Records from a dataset
────────────────────
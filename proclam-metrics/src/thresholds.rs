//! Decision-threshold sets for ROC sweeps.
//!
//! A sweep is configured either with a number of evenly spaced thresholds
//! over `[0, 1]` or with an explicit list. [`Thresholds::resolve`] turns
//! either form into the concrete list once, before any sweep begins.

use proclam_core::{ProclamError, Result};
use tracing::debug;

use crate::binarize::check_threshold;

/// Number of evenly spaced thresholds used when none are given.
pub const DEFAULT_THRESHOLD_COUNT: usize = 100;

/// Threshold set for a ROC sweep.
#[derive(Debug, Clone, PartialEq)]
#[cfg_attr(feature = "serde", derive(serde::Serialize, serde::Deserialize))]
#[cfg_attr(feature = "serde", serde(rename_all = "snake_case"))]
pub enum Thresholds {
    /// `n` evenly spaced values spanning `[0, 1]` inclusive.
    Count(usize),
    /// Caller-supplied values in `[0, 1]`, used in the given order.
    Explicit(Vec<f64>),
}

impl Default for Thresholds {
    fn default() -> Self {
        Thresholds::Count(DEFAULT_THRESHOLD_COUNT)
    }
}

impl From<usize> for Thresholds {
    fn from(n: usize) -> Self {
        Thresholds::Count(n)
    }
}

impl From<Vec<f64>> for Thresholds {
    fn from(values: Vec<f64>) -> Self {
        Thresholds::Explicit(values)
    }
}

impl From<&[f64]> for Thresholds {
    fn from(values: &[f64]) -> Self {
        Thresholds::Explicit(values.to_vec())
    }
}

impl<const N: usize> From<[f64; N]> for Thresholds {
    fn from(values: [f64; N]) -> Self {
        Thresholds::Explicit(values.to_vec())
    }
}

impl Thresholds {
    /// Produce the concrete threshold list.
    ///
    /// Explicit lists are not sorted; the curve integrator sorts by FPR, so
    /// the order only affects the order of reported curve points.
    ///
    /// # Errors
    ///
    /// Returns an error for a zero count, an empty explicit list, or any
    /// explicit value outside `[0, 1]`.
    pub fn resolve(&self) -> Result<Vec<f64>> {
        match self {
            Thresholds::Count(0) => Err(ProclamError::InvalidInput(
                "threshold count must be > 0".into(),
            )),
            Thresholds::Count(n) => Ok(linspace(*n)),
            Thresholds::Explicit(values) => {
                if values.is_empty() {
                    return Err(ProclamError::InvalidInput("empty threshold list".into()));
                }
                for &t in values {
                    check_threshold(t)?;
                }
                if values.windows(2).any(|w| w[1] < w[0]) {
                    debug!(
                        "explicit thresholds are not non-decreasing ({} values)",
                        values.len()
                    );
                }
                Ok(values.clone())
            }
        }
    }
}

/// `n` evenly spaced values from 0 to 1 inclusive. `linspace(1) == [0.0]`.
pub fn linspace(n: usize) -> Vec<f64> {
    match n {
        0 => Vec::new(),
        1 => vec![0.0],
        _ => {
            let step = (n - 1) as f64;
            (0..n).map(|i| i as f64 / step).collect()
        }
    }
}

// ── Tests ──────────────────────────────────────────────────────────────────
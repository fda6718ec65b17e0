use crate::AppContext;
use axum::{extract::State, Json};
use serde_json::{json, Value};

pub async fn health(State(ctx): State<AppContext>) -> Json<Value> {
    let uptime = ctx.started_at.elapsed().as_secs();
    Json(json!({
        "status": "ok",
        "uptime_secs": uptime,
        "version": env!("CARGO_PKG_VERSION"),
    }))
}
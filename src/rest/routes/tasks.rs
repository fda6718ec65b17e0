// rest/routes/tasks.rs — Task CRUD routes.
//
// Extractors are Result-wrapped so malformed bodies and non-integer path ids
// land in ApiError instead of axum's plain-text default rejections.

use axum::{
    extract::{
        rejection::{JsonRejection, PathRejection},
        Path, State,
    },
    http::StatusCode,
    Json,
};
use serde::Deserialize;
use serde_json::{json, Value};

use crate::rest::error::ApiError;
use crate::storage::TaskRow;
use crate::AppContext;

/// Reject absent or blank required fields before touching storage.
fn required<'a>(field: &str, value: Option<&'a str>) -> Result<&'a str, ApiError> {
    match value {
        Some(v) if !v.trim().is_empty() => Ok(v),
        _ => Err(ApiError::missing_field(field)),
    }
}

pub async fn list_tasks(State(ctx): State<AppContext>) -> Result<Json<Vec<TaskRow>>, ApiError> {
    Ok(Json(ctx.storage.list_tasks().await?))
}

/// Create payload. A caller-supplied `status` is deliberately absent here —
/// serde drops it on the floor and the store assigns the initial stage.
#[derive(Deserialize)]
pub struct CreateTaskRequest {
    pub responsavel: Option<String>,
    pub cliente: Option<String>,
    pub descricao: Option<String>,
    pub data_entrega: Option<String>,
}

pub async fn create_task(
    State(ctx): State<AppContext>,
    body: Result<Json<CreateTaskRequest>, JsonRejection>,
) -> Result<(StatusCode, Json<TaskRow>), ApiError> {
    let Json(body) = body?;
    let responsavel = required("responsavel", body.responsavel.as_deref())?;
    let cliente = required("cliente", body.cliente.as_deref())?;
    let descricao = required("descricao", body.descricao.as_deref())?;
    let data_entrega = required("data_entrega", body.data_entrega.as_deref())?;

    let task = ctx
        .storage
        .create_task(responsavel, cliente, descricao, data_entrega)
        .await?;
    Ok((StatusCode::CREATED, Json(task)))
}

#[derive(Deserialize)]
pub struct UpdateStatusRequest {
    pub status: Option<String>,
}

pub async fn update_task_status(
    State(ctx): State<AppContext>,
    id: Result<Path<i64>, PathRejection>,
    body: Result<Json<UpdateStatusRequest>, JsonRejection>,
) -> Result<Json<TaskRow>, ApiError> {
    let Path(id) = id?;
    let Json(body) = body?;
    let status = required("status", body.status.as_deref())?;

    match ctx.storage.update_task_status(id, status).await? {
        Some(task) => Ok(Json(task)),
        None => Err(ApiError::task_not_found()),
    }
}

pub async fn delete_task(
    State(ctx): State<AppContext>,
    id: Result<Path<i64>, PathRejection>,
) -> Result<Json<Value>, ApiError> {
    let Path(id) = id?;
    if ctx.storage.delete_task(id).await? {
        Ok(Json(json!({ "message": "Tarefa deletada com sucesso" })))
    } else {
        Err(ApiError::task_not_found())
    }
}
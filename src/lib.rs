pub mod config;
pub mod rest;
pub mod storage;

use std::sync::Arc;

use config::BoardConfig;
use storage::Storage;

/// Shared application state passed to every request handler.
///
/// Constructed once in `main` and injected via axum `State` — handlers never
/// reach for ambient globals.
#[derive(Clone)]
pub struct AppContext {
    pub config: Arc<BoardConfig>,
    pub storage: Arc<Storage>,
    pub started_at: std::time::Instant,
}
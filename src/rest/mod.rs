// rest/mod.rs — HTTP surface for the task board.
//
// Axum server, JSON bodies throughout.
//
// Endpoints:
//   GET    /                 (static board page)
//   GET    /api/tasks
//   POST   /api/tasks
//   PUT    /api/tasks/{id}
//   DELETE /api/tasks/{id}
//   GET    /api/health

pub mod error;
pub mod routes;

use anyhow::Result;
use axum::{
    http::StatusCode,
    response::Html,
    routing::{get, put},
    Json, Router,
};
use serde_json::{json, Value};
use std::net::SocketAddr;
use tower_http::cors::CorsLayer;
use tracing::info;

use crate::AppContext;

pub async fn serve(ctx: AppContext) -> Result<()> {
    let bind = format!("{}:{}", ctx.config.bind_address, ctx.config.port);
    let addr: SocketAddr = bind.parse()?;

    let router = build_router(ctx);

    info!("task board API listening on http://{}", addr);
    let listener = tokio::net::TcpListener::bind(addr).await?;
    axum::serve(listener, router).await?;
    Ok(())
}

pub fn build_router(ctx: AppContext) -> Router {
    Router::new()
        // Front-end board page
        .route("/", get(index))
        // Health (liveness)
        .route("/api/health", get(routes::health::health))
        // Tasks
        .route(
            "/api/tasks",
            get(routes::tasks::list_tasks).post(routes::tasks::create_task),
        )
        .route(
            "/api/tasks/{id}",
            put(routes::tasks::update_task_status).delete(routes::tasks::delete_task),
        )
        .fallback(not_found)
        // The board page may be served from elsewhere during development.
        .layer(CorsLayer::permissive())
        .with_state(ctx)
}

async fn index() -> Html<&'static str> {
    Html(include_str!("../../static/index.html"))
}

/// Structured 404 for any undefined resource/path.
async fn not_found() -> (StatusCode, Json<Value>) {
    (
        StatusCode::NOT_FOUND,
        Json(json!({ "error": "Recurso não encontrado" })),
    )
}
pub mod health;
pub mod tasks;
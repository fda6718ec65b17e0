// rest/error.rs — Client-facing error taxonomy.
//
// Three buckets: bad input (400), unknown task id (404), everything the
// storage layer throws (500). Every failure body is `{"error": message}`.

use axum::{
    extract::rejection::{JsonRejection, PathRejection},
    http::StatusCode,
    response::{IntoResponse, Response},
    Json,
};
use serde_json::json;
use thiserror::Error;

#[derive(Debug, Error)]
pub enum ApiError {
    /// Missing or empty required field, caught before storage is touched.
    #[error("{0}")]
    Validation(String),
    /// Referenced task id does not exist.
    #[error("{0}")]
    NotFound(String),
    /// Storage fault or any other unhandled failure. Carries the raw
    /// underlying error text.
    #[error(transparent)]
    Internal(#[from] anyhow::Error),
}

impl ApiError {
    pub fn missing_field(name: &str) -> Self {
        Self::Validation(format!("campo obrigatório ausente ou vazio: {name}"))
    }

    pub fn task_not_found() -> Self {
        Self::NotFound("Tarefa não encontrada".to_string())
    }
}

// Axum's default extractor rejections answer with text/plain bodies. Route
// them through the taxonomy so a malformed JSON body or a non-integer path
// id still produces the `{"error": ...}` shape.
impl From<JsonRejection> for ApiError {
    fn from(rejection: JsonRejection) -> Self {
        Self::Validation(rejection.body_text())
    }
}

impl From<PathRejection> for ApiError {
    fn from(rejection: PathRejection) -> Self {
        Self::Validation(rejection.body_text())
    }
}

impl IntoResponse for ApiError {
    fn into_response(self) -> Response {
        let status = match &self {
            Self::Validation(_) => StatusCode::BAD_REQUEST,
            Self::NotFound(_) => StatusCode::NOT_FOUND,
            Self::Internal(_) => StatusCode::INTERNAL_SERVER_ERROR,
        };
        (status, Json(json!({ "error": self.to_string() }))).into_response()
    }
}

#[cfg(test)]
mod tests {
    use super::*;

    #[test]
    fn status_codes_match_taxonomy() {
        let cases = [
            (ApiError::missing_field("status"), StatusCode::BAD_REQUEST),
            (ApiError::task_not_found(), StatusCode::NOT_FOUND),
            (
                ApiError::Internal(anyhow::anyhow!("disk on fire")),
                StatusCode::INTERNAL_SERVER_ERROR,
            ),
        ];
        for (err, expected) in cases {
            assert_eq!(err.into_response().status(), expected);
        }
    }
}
────────────────────
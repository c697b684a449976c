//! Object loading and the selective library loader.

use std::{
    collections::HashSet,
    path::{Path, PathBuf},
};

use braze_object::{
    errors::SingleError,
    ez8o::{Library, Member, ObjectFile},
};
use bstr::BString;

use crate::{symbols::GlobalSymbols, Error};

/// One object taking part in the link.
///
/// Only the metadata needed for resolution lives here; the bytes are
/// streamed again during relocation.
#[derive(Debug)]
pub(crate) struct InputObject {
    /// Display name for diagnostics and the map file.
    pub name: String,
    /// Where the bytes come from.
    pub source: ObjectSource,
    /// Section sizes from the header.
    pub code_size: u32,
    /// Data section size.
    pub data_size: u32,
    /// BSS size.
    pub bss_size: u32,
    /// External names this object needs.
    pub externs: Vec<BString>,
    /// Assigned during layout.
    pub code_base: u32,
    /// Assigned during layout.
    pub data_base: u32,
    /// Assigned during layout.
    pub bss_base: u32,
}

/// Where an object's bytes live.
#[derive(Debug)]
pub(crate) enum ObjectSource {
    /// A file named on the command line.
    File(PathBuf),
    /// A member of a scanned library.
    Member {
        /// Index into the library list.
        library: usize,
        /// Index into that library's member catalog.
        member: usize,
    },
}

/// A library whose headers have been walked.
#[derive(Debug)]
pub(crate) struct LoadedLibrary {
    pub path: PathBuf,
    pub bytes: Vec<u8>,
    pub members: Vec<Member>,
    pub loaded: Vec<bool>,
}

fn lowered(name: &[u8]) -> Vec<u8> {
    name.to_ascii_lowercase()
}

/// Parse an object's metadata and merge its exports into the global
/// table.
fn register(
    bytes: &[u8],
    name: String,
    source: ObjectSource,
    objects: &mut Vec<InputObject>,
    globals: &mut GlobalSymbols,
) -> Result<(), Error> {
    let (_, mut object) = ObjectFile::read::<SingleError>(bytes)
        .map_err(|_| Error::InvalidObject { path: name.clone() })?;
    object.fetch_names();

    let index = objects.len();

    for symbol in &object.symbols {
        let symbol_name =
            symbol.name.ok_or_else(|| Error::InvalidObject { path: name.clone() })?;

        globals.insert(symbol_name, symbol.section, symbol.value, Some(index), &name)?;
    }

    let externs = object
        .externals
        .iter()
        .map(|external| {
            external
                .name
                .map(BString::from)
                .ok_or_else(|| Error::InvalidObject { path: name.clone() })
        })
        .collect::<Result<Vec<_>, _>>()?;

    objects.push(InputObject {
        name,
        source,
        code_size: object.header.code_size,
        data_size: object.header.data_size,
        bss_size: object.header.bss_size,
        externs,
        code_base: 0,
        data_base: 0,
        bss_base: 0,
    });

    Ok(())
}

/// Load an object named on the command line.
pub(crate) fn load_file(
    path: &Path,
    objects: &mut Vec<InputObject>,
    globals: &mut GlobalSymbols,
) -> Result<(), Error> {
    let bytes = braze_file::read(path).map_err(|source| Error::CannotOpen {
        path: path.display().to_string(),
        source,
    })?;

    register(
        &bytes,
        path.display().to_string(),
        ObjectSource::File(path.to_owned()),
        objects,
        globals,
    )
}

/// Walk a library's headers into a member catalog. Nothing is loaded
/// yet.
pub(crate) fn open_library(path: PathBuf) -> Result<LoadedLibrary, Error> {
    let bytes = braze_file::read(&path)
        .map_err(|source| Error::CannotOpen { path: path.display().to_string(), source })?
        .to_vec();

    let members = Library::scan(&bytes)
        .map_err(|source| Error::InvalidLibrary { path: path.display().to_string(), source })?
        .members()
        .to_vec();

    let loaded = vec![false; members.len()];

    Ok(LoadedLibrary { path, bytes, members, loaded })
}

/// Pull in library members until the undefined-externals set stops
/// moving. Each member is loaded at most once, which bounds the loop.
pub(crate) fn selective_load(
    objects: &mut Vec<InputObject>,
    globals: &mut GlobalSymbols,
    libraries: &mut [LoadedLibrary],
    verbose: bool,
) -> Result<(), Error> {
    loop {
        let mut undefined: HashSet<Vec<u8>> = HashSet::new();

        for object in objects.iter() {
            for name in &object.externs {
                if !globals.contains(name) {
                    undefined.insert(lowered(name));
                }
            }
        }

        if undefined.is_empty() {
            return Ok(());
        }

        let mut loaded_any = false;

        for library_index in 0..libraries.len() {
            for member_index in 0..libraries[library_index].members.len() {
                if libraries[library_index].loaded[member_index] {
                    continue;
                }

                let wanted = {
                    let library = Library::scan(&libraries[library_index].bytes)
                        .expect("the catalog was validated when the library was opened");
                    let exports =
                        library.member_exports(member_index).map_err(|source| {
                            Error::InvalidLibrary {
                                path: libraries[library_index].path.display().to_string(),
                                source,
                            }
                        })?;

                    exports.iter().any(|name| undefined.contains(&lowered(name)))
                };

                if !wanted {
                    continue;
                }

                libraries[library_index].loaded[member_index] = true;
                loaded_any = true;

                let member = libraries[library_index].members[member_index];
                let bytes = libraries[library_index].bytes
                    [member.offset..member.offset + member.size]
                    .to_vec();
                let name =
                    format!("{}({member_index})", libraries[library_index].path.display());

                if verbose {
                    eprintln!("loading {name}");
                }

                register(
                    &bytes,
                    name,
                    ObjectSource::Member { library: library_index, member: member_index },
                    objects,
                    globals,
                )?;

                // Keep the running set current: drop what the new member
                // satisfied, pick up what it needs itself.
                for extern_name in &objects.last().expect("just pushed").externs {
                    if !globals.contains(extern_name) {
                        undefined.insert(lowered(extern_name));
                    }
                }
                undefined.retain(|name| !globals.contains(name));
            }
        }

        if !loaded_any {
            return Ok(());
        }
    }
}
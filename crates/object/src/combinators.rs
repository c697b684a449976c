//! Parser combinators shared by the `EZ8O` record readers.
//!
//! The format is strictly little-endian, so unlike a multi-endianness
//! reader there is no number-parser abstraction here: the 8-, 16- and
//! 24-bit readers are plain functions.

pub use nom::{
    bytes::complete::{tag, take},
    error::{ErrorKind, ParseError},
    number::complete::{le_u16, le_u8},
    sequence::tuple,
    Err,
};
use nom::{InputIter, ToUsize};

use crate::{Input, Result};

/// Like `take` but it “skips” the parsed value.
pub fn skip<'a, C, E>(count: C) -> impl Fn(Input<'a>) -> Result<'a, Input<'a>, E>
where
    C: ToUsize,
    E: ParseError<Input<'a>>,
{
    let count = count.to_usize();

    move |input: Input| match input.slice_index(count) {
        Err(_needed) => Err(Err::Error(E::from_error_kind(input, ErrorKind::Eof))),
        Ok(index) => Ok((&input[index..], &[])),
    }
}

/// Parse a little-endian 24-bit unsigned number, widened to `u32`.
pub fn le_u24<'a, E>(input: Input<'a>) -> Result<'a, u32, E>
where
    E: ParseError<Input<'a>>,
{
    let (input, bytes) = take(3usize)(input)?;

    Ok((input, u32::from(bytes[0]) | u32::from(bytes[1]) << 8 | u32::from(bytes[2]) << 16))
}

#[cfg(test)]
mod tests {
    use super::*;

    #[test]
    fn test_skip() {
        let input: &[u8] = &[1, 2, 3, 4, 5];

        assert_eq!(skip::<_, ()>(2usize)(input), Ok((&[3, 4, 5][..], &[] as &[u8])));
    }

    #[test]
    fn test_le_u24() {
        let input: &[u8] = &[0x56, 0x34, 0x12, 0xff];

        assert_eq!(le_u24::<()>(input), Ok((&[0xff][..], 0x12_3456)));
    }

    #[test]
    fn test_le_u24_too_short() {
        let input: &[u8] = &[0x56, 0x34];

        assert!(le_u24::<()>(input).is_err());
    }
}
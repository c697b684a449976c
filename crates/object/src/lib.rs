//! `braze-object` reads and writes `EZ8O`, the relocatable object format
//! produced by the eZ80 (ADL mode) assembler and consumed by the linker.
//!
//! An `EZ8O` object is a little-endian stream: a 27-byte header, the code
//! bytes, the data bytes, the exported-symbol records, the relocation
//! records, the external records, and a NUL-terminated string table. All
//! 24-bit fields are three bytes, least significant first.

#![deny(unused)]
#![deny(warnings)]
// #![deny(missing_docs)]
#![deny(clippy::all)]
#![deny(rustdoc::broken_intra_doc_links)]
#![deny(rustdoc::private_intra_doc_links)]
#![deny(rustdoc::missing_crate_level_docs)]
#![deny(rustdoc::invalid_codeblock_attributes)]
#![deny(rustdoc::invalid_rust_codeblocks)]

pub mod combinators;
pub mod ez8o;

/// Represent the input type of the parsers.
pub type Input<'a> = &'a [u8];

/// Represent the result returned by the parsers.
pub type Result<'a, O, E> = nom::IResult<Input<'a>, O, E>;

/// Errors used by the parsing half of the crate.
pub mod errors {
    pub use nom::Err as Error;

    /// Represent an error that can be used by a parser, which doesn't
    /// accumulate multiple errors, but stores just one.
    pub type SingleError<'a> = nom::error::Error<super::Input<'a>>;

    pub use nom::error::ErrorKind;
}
────────────────────
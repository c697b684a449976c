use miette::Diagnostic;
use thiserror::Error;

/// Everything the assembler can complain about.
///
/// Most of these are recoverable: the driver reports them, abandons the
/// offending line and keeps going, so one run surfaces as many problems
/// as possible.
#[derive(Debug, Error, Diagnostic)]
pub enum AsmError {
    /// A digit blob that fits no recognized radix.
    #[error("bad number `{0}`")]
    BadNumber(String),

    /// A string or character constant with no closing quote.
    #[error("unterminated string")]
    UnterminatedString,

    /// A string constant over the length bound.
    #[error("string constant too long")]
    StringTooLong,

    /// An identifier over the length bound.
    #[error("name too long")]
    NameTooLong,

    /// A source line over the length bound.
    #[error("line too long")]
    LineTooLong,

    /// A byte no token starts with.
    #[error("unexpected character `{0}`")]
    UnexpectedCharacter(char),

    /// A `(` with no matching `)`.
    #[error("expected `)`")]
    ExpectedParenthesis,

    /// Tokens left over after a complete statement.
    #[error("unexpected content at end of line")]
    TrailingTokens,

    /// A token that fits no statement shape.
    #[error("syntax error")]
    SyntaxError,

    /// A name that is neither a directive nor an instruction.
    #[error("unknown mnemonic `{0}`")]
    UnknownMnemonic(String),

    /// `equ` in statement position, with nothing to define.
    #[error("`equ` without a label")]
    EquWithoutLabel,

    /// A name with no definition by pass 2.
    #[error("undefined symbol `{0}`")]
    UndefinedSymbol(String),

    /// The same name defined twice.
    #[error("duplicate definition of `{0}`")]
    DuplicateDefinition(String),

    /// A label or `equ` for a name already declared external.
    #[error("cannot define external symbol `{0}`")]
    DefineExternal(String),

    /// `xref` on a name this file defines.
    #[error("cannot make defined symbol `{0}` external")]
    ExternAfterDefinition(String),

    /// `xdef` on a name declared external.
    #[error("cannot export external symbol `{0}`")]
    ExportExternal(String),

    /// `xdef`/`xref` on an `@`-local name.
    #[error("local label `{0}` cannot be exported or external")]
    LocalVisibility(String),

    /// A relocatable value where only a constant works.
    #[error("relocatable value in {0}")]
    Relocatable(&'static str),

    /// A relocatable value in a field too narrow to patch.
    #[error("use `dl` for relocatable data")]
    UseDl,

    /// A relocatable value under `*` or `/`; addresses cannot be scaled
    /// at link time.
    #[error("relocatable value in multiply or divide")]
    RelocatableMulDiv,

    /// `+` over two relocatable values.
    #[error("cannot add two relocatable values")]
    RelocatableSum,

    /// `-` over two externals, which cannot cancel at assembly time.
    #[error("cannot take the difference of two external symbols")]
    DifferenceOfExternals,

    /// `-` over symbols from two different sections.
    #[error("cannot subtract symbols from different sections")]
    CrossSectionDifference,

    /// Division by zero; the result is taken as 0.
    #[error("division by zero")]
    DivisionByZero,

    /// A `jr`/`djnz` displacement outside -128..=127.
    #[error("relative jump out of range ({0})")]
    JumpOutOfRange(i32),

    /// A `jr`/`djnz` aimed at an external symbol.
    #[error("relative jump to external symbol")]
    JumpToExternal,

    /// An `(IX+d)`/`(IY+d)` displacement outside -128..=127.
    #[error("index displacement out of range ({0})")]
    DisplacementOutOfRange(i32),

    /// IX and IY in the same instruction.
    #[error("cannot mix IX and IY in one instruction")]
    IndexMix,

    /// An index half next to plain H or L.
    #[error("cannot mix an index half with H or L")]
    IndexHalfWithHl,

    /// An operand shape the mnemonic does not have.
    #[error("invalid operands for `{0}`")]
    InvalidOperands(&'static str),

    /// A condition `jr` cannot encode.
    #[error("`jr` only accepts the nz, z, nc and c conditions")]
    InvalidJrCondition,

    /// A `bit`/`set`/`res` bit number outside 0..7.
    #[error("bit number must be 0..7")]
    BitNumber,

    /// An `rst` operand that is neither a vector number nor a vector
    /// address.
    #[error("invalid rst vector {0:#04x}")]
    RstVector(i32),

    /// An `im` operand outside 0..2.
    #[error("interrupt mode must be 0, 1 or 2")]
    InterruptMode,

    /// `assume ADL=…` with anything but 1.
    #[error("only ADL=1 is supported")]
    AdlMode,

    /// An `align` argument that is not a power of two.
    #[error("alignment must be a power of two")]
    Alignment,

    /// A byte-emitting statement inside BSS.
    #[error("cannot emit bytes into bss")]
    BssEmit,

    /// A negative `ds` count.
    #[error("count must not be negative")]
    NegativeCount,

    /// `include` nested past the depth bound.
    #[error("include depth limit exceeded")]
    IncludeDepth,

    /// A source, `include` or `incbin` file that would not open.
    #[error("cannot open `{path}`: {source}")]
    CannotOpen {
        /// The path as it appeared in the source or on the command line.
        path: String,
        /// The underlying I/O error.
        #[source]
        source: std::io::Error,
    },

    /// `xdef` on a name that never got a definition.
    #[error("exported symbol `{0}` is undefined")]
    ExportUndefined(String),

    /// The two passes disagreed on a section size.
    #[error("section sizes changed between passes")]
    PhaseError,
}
────────────────────
The output should be exactly the lines above from the line containing "filename proclam-metrics/src/thresholds.rs" to the line containing "use tracing::debug;", inclusive, with no other lines.

filename proclam-metrics/src/thresholds.rs
//! Decision-threshold sets for ROC sweeps.
//!
//! A sweep is configured either with a number of evenly spaced thresholds
//! over `[0, 1]` or with an explicit list. [`Thresholds::resolve`] turns
//! either form into the concrete list once, before any sweep begins.

use proclam_core::{ProclamError, Result};
use tracing::debug;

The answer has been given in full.